The big field trip in fourth grade was to go to Sutter’s Fort. We spent all year learning about the history of the California Gold Rush, and the Agricultural Trade Colony established by John Sutter. My grandmother drove all the way down from Carson City to teach us how to make thread and weave baskets. The whole class was amazed that my grandmother knew how.
After she visited, nearly every classmate of mine came up to me and said, “Wow, your grandma is so cool!”
Yes. She was.
Learning new things from my grandmother was something I always enjoyed growing up. She taught me the joy of having hobbies, and the importance of finding your passions. Most importantly, she taught me how to enjoy the process.

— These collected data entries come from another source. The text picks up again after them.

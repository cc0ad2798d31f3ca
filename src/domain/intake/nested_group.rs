//! Nested Group Collector.
//!
//! Sub-state-machine that collects repeated rows for one subgroup of a
//! record. Each row requires every row field to be answered in order.
//!
//! ```text
//! AwaitingStartConfirmation --yes--> CollectingRowField --last field--> AwaitingAddMoreRows
//!          |                              ^    |                              |      |
//!          no                             +----+ (next field)                 yes    no
//!          v                                                                  |      v
//!       Skipped                          CollectingRowField <-----------------+   Finished
//! ```

use serde::{Deserialize, Serialize};

use super::FlowError;
use crate::domain::foundation::StateMachine;
use crate::domain::schema::{FieldDescriptor, FieldValue, RecordType, RowData, SubgroupDescriptor};

/// Stage of the nested group sub-flow.
#[derive(Debug, Clone, Copy, PartialEq, Eq, Hash, Serialize, Deserialize)]
#[serde(rename_all = "snake_case")]
pub enum GroupStage {
    /// Asked whether to start adding rows.
    AwaitingStartConfirmation,
    /// Collecting one row field.
    CollectingRowField,
    /// Row finished, asked whether to add another.
    AwaitingAddMoreRows,
}

impl StateMachine for GroupStage {
    fn can_transition_to(&self, target: &Self) -> bool {
        use GroupStage::*;
        matches!(
            (self, target),
            (AwaitingStartConfirmation, CollectingRowField)
                | (CollectingRowField, CollectingRowField)
                | (CollectingRowField, AwaitingAddMoreRows)
                | (AwaitingAddMoreRows, CollectingRowField)
        )
    }

    fn valid_transitions(&self) -> Vec<Self> {
        use GroupStage::*;
        match self {
            AwaitingStartConfirmation => vec![CollectingRowField],
            CollectingRowField => vec![CollectingRowField, AwaitingAddMoreRows],
            AwaitingAddMoreRows => vec![CollectingRowField],
        }
    }
}

/// What the collector needs from the user next.
#[derive(Debug, Clone, Copy, PartialEq)]
pub enum GroupAwaiting<'a> {
    /// A yes/no answer for the given stage.
    Confirmation(GroupStage),
    /// A value for this row field.
    Field(&'a FieldDescriptor),
}

/// Outcome of feeding one answer to the collector.
#[derive(Debug, Clone, PartialEq)]
pub enum GroupStep {
    /// Ask for the next row field.
    AskField(FieldDescriptor),
    /// A row was completed; ask whether to add another.
    RowCompleted { row_number: usize },
    /// The user declined to start; no rows were collected.
    Skipped,
    /// The group is done with these rows.
    Finished(Vec<RowData>),
}

/// State of the subgroup currently being collected.
#[derive(Debug, Clone, PartialEq, Serialize, Deserialize)]
pub struct NestedGroupContext {
    /// Field name the rows are stored under on the parent record.
    pub group_field: String,
    pub label: String,
    pub row_type: RecordType,
    /// Required row fields, asked in order.
    pub row_fields: Vec<FieldDescriptor>,
    /// Optional row fields, only mentioned in the introduction.
    pub optional_row_fields: Vec<FieldDescriptor>,
    pub accepted_rows: Vec<RowData>,
    pub current_row: RowData,
    pub field_index: usize,
    pub stage: GroupStage,
}

impl NestedGroupContext {
    /// Starts a group at the confirmation stage.
    pub fn new(
        subgroup: &SubgroupDescriptor,
        row_fields: Vec<FieldDescriptor>,
        optional_row_fields: Vec<FieldDescriptor>,
    ) -> Self {
        Self {
            group_field: subgroup.name.clone(),
            label: subgroup.label.clone(),
            row_type: subgroup.row_type.clone(),
            row_fields,
            optional_row_fields,
            accepted_rows: Vec::new(),
            current_row: RowData::new(),
            field_index: 0,
            stage: GroupStage::AwaitingStartConfirmation,
        }
    }

    /// What the next input answers.
    pub fn awaiting(&self) -> GroupAwaiting<'_> {
        match (self.stage, self.current_field()) {
            (GroupStage::CollectingRowField, Some(field)) => GroupAwaiting::Field(field),
            (stage, _) => GroupAwaiting::Confirmation(stage),
        }
    }

    /// Row field currently being asked, if collecting.
    pub fn current_field(&self) -> Option<&FieldDescriptor> {
        match self.stage {
            GroupStage::CollectingRowField => self.row_fields.get(self.field_index),
            _ => None,
        }
    }

    /// 1-based number of the row in progress.
    pub fn row_number(&self) -> usize {
        self.accepted_rows.len() + 1
    }

    /// Handles a yes/no answer at either confirmation stage.
    pub fn answer_confirmation(&mut self, affirmative: bool) -> Result<GroupStep, FlowError> {
        match (self.stage, affirmative) {
            (GroupStage::AwaitingStartConfirmation, false) => Ok(GroupStep::Skipped),
            (GroupStage::AwaitingAddMoreRows, false) => {
                Ok(GroupStep::Finished(std::mem::take(&mut self.accepted_rows)))
            }
            (GroupStage::AwaitingStartConfirmation, true)
            | (GroupStage::AwaitingAddMoreRows, true) => self.begin_row(),
            (GroupStage::CollectingRowField, _) => Err(FlowError::NothingAwaited),
        }
    }

    /// Stores a resolved value for the current row field and advances.
    pub fn accept_value(&mut self, value: FieldValue) -> Result<GroupStep, FlowError> {
        let field = self.current_field().ok_or(FlowError::NothingAwaited)?.name.clone();
        self.current_row.insert(field, value);
        self.field_index += 1;
        self.advance_row()
    }

    fn begin_row(&mut self) -> Result<GroupStep, FlowError> {
        self.move_to(GroupStage::CollectingRowField)?;
        self.current_row = RowData::new();
        self.field_index = 0;
        self.advance_row()
    }

    fn advance_row(&mut self) -> Result<GroupStep, FlowError> {
        if let Some(next) = self.row_fields.get(self.field_index) {
            let next = next.clone();
            self.move_to(GroupStage::CollectingRowField)?;
            return Ok(GroupStep::AskField(next));
        }

        self.accepted_rows.push(std::mem::take(&mut self.current_row));
        self.field_index = 0;
        self.move_to(GroupStage::AwaitingAddMoreRows)?;
        Ok(GroupStep::RowCompleted {
            row_number: self.accepted_rows.len(),
        })
    }

    fn move_to(&mut self, target: GroupStage) -> Result<(), FlowError> {
        self.stage = self
            .stage
            .transition_to(target)
            .map_err(|_| FlowError::InvalidTransition {
                from: format!("{:?}", self.stage),
                to: format!("{:?}", target),
            })?;
        Ok(())
    }
}
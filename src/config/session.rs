//! Session and flow configuration

use serde::Deserialize;
use std::time::Duration;

use super::error::ValidationError;

const MAX_TTL_SECS: u64 = 24 * 60 * 60;

/// Where sessions are kept
#[derive(Debug, Clone, Copy, Deserialize, PartialEq, Eq, Default)]
#[serde(rename_all = "lowercase")]
pub enum SessionBackend {
    #[default]
    Memory,
    Redis,
}

/// Session configuration
#[derive(Debug, Clone, Deserialize)]
pub struct SessionConfig {
    /// Idle lifetime of an intake session, in seconds
    #[serde(default = "default_ttl")]
    pub ttl_secs: u64,

    #[serde(default)]
    pub backend: SessionBackend,

    /// Redis key prefix; keys are `{prefix}:{user}`
    #[serde(default = "default_key_prefix")]
    pub key_prefix: String,

    /// Records shown for list commands
    #[serde(default = "default_list_limit")]
    pub list_limit: usize,

    /// Candidates listed per prompt
    #[serde(default = "default_page_size")]
    pub page_size: usize,
}

impl SessionConfig {
    pub fn ttl(&self) -> Duration {
        Duration::from_secs(self.ttl_secs)
    }

    /// Validate session configuration
    pub fn validate(&self) -> Result<(), ValidationError> {
        if self.ttl_secs == 0 || self.ttl_secs > MAX_TTL_SECS {
            return Err(ValidationError::InvalidSessionTtl);
        }
        if self.key_prefix.trim().is_empty() {
            return Err(ValidationError::EmptyKeyPrefix);
        }
        if self.list_limit == 0 || self.list_limit > 100 {
            return Err(ValidationError::InvalidListLimit);
        }
        if self.page_size == 0 || self.page_size > 100 {
            return Err(ValidationError::InvalidPageSize);
        }
        Ok(())
    }
}

impl Default for SessionConfig {
    fn default() -> Self {
        Self {
            ttl_secs: default_ttl(),
            backend: SessionBackend::default(),
            key_prefix: default_key_prefix(),
            list_limit: default_list_limit(),
            page_size: default_page_size(),
        }
    }
}

fn default_ttl() -> u64 {
    600
}

fn default_key_prefix() -> String {
    "nexchat_state".to_string()
}

fn default_list_limit() -> usize {
    10
}

fn default_page_size() -> usize {
    10
}
//! Starting a create flow from a parsed intent.
//!
//! Values supplied with the command go through the same resolver as typed
//! answers. Whatever is still missing afterwards is asked one field at a
//! time; a fully specified command creates the record in the same turn.

use serde_json::{Map, Value};

use super::handle_turn::{HandleTurnHandler, TurnReply};
use super::TurnError;
use crate::domain::foundation::Actor;
use crate::domain::intake::Session;
use crate::domain::intent::IntentRequest;
use crate::domain::schema::{FieldDescriptor, RecordType, RowData, SubgroupDescriptor};
use crate::ports::Operation;

/// Raw text for a supplied JSON value, if it is a scalar.
fn as_raw_input(value: &Value) -> Option<String> {
    match value {
        Value::String(s) => Some(s.clone()),
        Value::Number(n) => Some(n.to_string()),
        Value::Bool(true) => Some("yes".to_string()),
        Value::Bool(false) => Some("no".to_string()),
        _ => None,
    }
}

fn normalize_key(key: &str) -> String {
    key.trim()
        .to_lowercase()
        .split(|c: char| c.is_whitespace() || c == '-')
        .filter(|part| !part.is_empty())
        .collect::<Vec<_>>()
        .join("_")
}

/// Value supplied for `field`, looked up by name or label.
fn supplied<'a>(data: &'a Map<String, Value>, field: &FieldDescriptor) -> Option<&'a Value> {
    data.get(&field.name).or_else(|| {
        data.iter()
            .find(|(key, _)| {
                normalize_key(key) == field.name || key.trim().eq_ignore_ascii_case(&field.label)
            })
            .map(|(_, value)| value)
    })
}

impl HandleTurnHandler {
    pub(super) async fn start_create(
        &self,
        actor: &Actor,
        request: IntentRequest,
    ) -> Result<TurnReply, TurnError> {
        let Some(record_type) = request.record_type.clone() else {
            return Ok(TurnReply::answered(
                "What would you like to create? Type \"help\" to see the record types.",
            ));
        };
        for operation in [Operation::Read, Operation::Create] {
            if !self.ports.permissions.can(actor, &record_type, operation).await? {
                tracing::info!(record_type = %record_type, %operation, "Create denied");
                return Ok(TurnReply::denied(&record_type, operation));
            }
        }

        let mut session = Session::new(
            actor.key.clone(),
            record_type.clone(),
            self.ports.clock.now(),
            self.config.session_ttl.as_secs(),
        );
        let mut rejected = Vec::new();

        for field in self.ports.schema.required_fields(&record_type).await? {
            let raw = supplied(&request.data, &field)
                .and_then(as_raw_input)
                .or_else(|| field.default.clone());

            let Some(raw) = raw else {
                session.require_field(field);
                continue;
            };
            match self.resolve_answer(&record_type, &field, &raw, None).await? {
                Ok(value) => session.prefill(field.name.clone(), value),
                Err(err) => {
                    if field.default.as_deref() != Some(raw.as_str()) {
                        rejected.push(err.to_string());
                    }
                    session.require_field(field);
                }
            }
        }

        for field in self.ports.schema.optional_fields(&record_type).await? {
            let Some(raw) = supplied(&request.data, &field).and_then(as_raw_input) else {
                continue;
            };
            match self.resolve_answer(&record_type, &field, &raw, None).await? {
                Ok(value) => session.prefill(field.name.clone(), value),
                Err(err) => rejected.push(format!("{} (skipped, optional)", err)),
            }
        }

        for subgroup in self.ports.schema.required_subgroups(&record_type).await? {
            if let Some(Value::Array(rows)) = request.data.get(&subgroup.name) {
                let rows = self.resolve_rows(&subgroup, rows, &mut rejected).await?;
                if !rows.is_empty() {
                    session.prefill_rows(subgroup.name.clone(), rows);
                }
            }
            session.require_group(subgroup);
        }

        tracing::info!(
            record_type = %record_type,
            missing = session.missing_fields.len(),
            pending_groups = session.pending_groups.len(),
            "Create flow started"
        );

        let mut preface = format!("Creating a new {}.", record_type);
        if !rejected.is_empty() {
            preface.push_str("\nSome values could not be used:");
            for reason in &rejected {
                preface.push_str(&format!("\n- {}", reason));
            }
        }
        self.advance(session, Some(preface)).await
    }

    /// Keeps the supplied rows whose required fields all resolve.
    async fn resolve_rows(
        &self,
        subgroup: &SubgroupDescriptor,
        rows: &[Value],
        rejected: &mut Vec<String>,
    ) -> Result<Vec<RowData>, TurnError> {
        let row_type: &RecordType = &subgroup.row_type;
        let row_fields = self.ports.schema.required_fields(row_type).await?;
        let mut accepted = Vec::new();

        'rows: for (index, row) in rows.iter().enumerate() {
            let Some(row) = row.as_object() else {
                rejected.push(format!("{} row {}: not a set of fields", subgroup.label, index + 1));
                continue;
            };

            let mut data = RowData::new();
            for field in &row_fields {
                let raw = supplied(row, field)
                    .and_then(as_raw_input)
                    .or_else(|| field.default.clone());
                let Some(raw) = raw else {
                    rejected.push(format!(
                        "{} row {}: {} is missing",
                        subgroup.label,
                        index + 1,
                        field.label
                    ));
                    continue 'rows;
                };
                match self.resolve_answer(row_type, field, &raw, None).await? {
                    Ok(value) => {
                        data.insert(field.name.clone(), value);
                    }
                    Err(err) => {
                        rejected.push(format!("{} row {}: {}", subgroup.label, index + 1, err));
                        continue 'rows;
                    }
                }
            }
            accepted.push(data);
        }
        Ok(accepted)
    }
}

When working on any project, I wanted the final product to be completed before we had even left the art store. I remember feeling so impatient when the project took longer than expected. I would often get frustrated if it didn’t turn out the way I imagined. Grandmother taught me how to appreciate the process of being creative. She taught me to enjoy shopping at the art store and picking out the craft. She taught me how to enjoy learning something new. When I would mess up my knitting pattern, she taught me not only to have the patience, but how to enjoy fixing it. She also taught me to appreciate the challenge, and the joy that followed when you finally figured out how to do something. She taught me how to be proud of the work of art I created.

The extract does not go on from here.